Saved entries:
++++++++++

#![deny(elided_lifetimes_in_paths)]
#![deny(unreachable_pub)]

//! Output-safety helpers shared by the `stencil` engine: escaping of
//! rendered values, tag stripping and inter-tag whitespace collapsing.

use std::borrow::Cow;
use std::fmt::{self, Display, Formatter, Write};

/// Writes `string` with all characters the escaper considers dangerous
/// replaced by a safe spelling.
pub trait Escaper {
    fn write_escaped<W>(&self, fmt: W, string: &str) -> fmt::Result
    where
        W: Write;
}

/// Escapes the five HTML-significant characters.
pub struct Html;

impl Escaper for Html {
    fn write_escaped<W>(&self, mut fmt: W, string: &str) -> fmt::Result
    where
        W: Write,
    {
        let mut last = 0;
        for (index, byte) in string.bytes().enumerate() {
            let escaped = match byte {
                b'<' => Some("&lt;"),
                b'>' => Some("&gt;"),
                b'&' => Some("&amp;"),
                b'"' => Some("&quot;"),
                b'\'' => Some("&#x27;"),
                _ => None,
            };
            if let Some(escaped) = escaped {
                fmt.write_str(&string[last..index])?;
                fmt.write_str(escaped)?;
                last = index + 1;
            }
        }
        fmt.write_str(&string[last..])
    }
}

/// Pass-through escaper for non-markup output.
pub struct Text;

impl Escaper for Text {
    fn write_escaped<W>(&self, mut fmt: W, string: &str) -> fmt::Result
    where
        W: Write,
    {
        fmt.write_str(string)
    }
}

pub fn escape<E>(string: &str, escaper: E) -> Escaped<'_, E>
where
    E: Escaper,
{
    Escaped { string, escaper }
}

#[derive(Debug)]
pub struct Escaped<'a, E>
where
    E: Escaper,
{
    string: &'a str,
    escaper: E,
}

impl<E> Display for Escaped<'_, E>
where
    E: Escaper,
{
    fn fmt(&self, fmt: &mut Formatter<'_>) -> fmt::Result {
        self.escaper.write_escaped(fmt, self.string)
    }
}

/// HTML-escapes `string`, borrowing it unchanged when nothing needs
/// replacing.
pub fn escape_html(string: &str) -> Cow<'_, str> {
    if !string
        .bytes()
        .any(|b| matches!(b, b'<' | b'>' | b'&' | b'"' | b'\''))
    {
        return Cow::Borrowed(string);
    }
    let mut out = String::with_capacity(string.len() + string.len() / 8);
    // Infallible: writing into a String cannot fail.
    let _ = Html.write_escaped(&mut out, string);
    Cow::Owned(out)
}

/// Removes everything between `<` and the matching `>`, leaving the text
/// content. An unterminated `<` swallows the rest of the input, matching
/// the behavior expected from a sanitizing strip.
pub fn strip_tags(string: &str) -> String {
    let mut out = String::with_capacity(string.len());
    let mut in_tag = false;
    for c in string.chars() {
        match c {
            '<' => in_tag = true,
            '>' if in_tag => in_tag = false,
            c if !in_tag => out.push(c),
            _ => {}
        }
    }
    out
}

/// Collapses whitespace that sits strictly between a closing `>` and the
/// next opening `<`. Whitespace adjacent to inline text is preserved.
pub fn collapse_between_tags(string: &str) -> String {
    let bytes = string.as_bytes();
    let mut out = String::with_capacity(string.len());
    let mut i = 0;
    while i < bytes.len() {
        let c = bytes[i];
        if c == b'>' {
            let mut j = i + 1;
            while j < bytes.len() && bytes[j].is_ascii_whitespace() {
                j += 1;
            }
            if j < bytes.len() && bytes[j] == b'<' && j > i + 1 {
                out.push('>');
                i = j;
                continue;
            }
        }
        // Multi-byte characters are copied from the source slice so the
        // output stays valid UTF-8.
        let ch_len = utf8_len(c);
        out.push_str(&string[i..i + ch_len]);
        i += ch_len;
    }
    out
}

fn utf8_len(first_byte: u8) -> usize {
    match first_byte {
        b if b < 0x80 => 1,
        b if b < 0xe0 => 2,
        b if b < 0xf0 => 3,
        _ => 4,
    }
}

++++++++++

Instructions for the task: From the first line of the data above through the line containing "fmt.write_str(&string[last..])", repeat each line exactly, and add nothing.

Reply:
#![deny(elided_lifetimes_in_paths)]
#![deny(unreachable_pub)]

//! Output-safety helpers shared by the `stencil` engine: escaping of
//! rendered values, tag stripping and inter-tag whitespace collapsing.

use std::borrow::Cow;
use std::fmt::{self, Display, Formatter, Write};

/// Writes `string` with all characters the escaper considers dangerous
/// replaced by a safe spelling.
pub trait Escaper {
    fn write_escaped<W>(&self, fmt: W, string: &str) -> fmt::Result
    where
        W: Write;
}

/// Escapes the five HTML-significant characters.
pub struct Html;

impl Escaper for Html {
    fn write_escaped<W>(&self, mut fmt: W, string: &str) -> fmt::Result
    where
        W: Write,
    {
        let mut last = 0;
        for (index, byte) in string.bytes().enumerate() {
            let escaped = match byte {
                b'<' => Some("&lt;"),
                b'>' => Some("&gt;"),
                b'&' => Some("&amp;"),
                b'"' => Some("&quot;"),
                b'\'' => Some("&#x27;"),
                _ => None,
            };
            if let Some(escaped) = escaped {
                fmt.write_str(&string[last..index])?;
                fmt.write_str(escaped)?;
                last = index + 1;
            }
        }
        fmt.write_str(&string[last..])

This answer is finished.